Here’s the part most preview pieces skip: Scheffler’s actual U.S. Open record is good, not great, and that distinction matters. He finished runner-up to Matt Fitzpatrick in 2022, third at -7 in 2023, then dropped to T41 in 2024 before climbing back to T7 last year at Oakmont. Eight appearances, zero wins. He’s been the best player in the world for most of that stretch and still hasn’t closed this specific tournament.

He’s also never played a competitive round at Shinnecock. That’s not nothing. The last time he teed it up at a major for the first time on an unfamiliar course — this year’s PGA — he finished T14, solid but not the dominant week his ranking suggests he’s capable of.

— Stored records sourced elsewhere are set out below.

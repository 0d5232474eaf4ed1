pub mod orders;
pub mod trash;
pub mod ws;

use std::sync::Arc;

use axum::extract::State;
use axum::http::header::CONTENT_TYPE;
use axum::http::{HeaderValue, Method, StatusCode};
use axum::response::IntoResponse;
use axum::routing::get;
use axum::Json;
use axum::Router;
use serde::Serialize;
use tower_http::cors::{AllowOrigin, CorsLayer};
use tower_http::services::ServeDir;

use crate::error::AppError;
use crate::state::AppState;

pub fn router(state: Arc<AppState>, frontend_origin: &str) -> Router {
    Router::new()
        .merge(orders::router())
        .merge(trash::router())
        .route("/health", get(health))
        .route("/metrics", get(metrics))
        .route("/ws", get(ws::ws_handler))
        .with_state(state)
        .layer(cors_layer(frontend_origin))
        .fallback_service(ServeDir::new("static"))
}

fn cors_layer(frontend_origin: &str) -> CorsLayer {
    let origin = match frontend_origin.parse::<HeaderValue>() {
        Ok(value) => AllowOrigin::exact(value),
        Err(err) => {
            tracing::warn!(error = %err, frontend_origin, "invalid frontend origin, allowing any");
            AllowOrigin::any()
        }
    };

    CorsLayer::new()
        .allow_origin(origin)
        .allow_methods([Method::GET, Method::POST, Method::PATCH])
        .allow_headers([CONTENT_TYPE])
}

#[derive(Serialize)]
struct HealthResponse {
    status: &'static str,
    active_orders: usize,
    trashed_orders: usize,
}

async fn health(State(state): State<Arc<AppState>>) -> Result<Json<HealthResponse>, AppError> {
    Ok(Json(HealthResponse {
        status: "ok",
        active_orders: state.repo.list_active().await?.len(),
        trashed_orders: state.repo.list_trash().await?.len(),
    }))
}

async fn metrics(State(state): State<Arc<AppState>>) -> impl IntoResponse {
    match state.metrics.encode() {
        Ok(body) => (
            StatusCode::OK,
            [("content-type", "text/plain; version=0.0.4; charset=utf-8")],
            body,
        )
            .into_response(),
        Err(err) => (StatusCode::INTERNAL_SERVER_ERROR, err).into_response(),
    }
}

None of that makes him a bad pick. Scheffler’s iron play is precise enough to handle Shinnecock’s small, tilted greens, and a player who’s been top-3 in half his starts this year doesn’t need a hot streak to contend. I just wouldn’t call this a lock, and anyone telling you it is hasn’t looked closely at how many times the best player alive has been good-not-great at this exact major.

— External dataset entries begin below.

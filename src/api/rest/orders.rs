use std::sync::Arc;

use axum::extract::{Path, State};
use axum::routing::{get, patch, post};
use axum::Json;
use axum::Router;
use serde::Deserialize;

use crate::engine::lifecycle::{self, CreateOrder, StageUpdate};
use crate::error::AppError;
use crate::models::order::Order;
use crate::state::AppState;

pub fn router() -> Router<Arc<AppState>> {
    Router::new()
        .route("/orders", post(create_order).get(list_orders))
        .route("/orders/:number", get(get_order))
        .route("/orders/:number/packaging", patch(update_packaging))
        .route("/orders/:number/billing", patch(update_billing))
        .route("/orders/:number/dispatch", patch(update_dispatch))
}

#[derive(Deserialize)]
pub struct PackagingRequest {
    pub total_shipper: String,
    pub packed: String,
}

#[derive(Deserialize)]
pub struct BillingRequest {
    pub billed: String,
}

#[derive(Deserialize)]
pub struct DispatchRequest {
    pub dispatched: String,
}

async fn create_order(
    State(state): State<Arc<AppState>>,
    Json(payload): Json<CreateOrder>,
) -> Result<Json<Order>, AppError> {
    let order = lifecycle::create_order(&state, payload).await?;
    Ok(Json(order))
}

async fn list_orders(State(state): State<Arc<AppState>>) -> Result<Json<Vec<Order>>, AppError> {
    Ok(Json(state.repo.list_active().await?))
}

async fn get_order(
    State(state): State<Arc<AppState>>,
    Path(number): Path<u64>,
) -> Result<Json<Order>, AppError> {
    let order = state
        .repo
        .find_by_number(number)
        .await?
        .ok_or(AppError::OrderNotFound(number))?;

    Ok(Json(order))
}

async fn update_packaging(
    State(state): State<Arc<AppState>>,
    Path(number): Path<u64>,
    Json(payload): Json<PackagingRequest>,
) -> Result<Json<Order>, AppError> {
    let update = StageUpdate::Packaging {
        total_shipper: payload.total_shipper,
        packed: payload.packed,
    };
    let order = lifecycle::advance_order(&state, number, update).await?;
    Ok(Json(order))
}

async fn update_billing(
    State(state): State<Arc<AppState>>,
    Path(number): Path<u64>,
    Json(payload): Json<BillingRequest>,
) -> Result<Json<Order>, AppError> {
    let update = StageUpdate::Billing {
        billed: payload.billed,
    };
    let order = lifecycle::advance_order(&state, number, update).await?;
    Ok(Json(order))
}

async fn update_dispatch(
    State(state): State<Arc<AppState>>,
    Path(number): Path<u64>,
    Json(payload): Json<DispatchRequest>,
) -> Result<Json<Order>, AppError> {
    let update = StageUpdate::Dispatch {
        dispatched: payload.dispatched,
    };
    let order = lifecycle::advance_order(&state, number, update).await?;
    Ok(Json(order))
}
//! Error taxonomy for the chat pipeline.

use axum::{
    http::StatusCode,
    response::{IntoResponse, Response},
    Json,
};
use serde_json::json;
use thiserror::Error;

pub type Result<T> = std::result::Result<T, ChatError>;

/// Message shown to callers whenever a remote dependency fails.
pub const GENERIC_FAILURE_MESSAGE: &str =
    "I apologize, but I encountered an error processing your request. Please try again.";

#[derive(Debug, Error)]
pub enum ChatError {
    /// Bad or empty input from the caller.
    #[error("invalid request: {0}")]
    Validation(String),

    /// Embedding or vector store call failed.
    #[error("retrieval failed: {0}")]
    Retrieval(String),

    /// LLM call failed.
    #[error("generation failed: {0}")]
    Generation(String),

    /// Missing or malformed startup configuration.
    #[error("configuration error: {0}")]
    Configuration(String),
}

impl ChatError {
    pub fn validation(message: impl Into<String>) -> Self {
        Self::Validation(message.into())
    }

    pub fn retrieval(message: impl Into<String>) -> Self {
        Self::Retrieval(message.into())
    }

    pub fn generation(message: impl Into<String>) -> Self {
        Self::Generation(message.into())
    }

    pub fn configuration(message: impl Into<String>) -> Self {
        Self::Configuration(message.into())
    }

    pub fn status(&self) -> StatusCode {
        match self {
            ChatError::Validation(_) => StatusCode::BAD_REQUEST,
            ChatError::Retrieval(_)
            | ChatError::Generation(_)
            | ChatError::Configuration(_) => StatusCode::INTERNAL_SERVER_ERROR,
        }
    }

    fn kind(&self) -> &'static str {
        match self {
            ChatError::Validation(_) => "validation_error",
            ChatError::Retrieval(_) => "retrieval_error",
            ChatError::Generation(_) => "generation_error",
            ChatError::Configuration(_) => "configuration_error",
        }
    }
}

impl IntoResponse for ChatError {
    fn into_response(self) -> Response {
        let message = match &self {
            ChatError::Validation(msg) => msg.clone(),
            other => {
                tracing::error!(error = %other, "chat request failed");
                GENERIC_FAILURE_MESSAGE.to_string()
            }
        };

        let body = Json(json!({
            "error": {
                "type": self.kind(),
                "message": message,
            }
        }));

        (self.status(), body).into_response()
    }
}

The Smarter Bet: Fleetwood’s Course Record and Cameron Young’s Putter

If I’m spreading bets beyond the favorite, two names jump out — and not for the reasons you’d expect from a typical “value picks” list.

Tommy Fleetwood holds the Sunday scoring record at Shinnecock Hills. In the final round of the 2018 U.S. Open — the same week Koepka was grinding out a 1-over win — Fleetwood shot 63. He’s the only player to ever shoot 63 in a U.S. Open final round twice, doing it again at Los Angeles Country Club in 2023. He’s also in good current form, with top-5 finishes in two of his last three signature-event starts. A player with major-specific course history at this exact venue, who’s trending the right direction, is the kind of detail that gets buried under bigger names.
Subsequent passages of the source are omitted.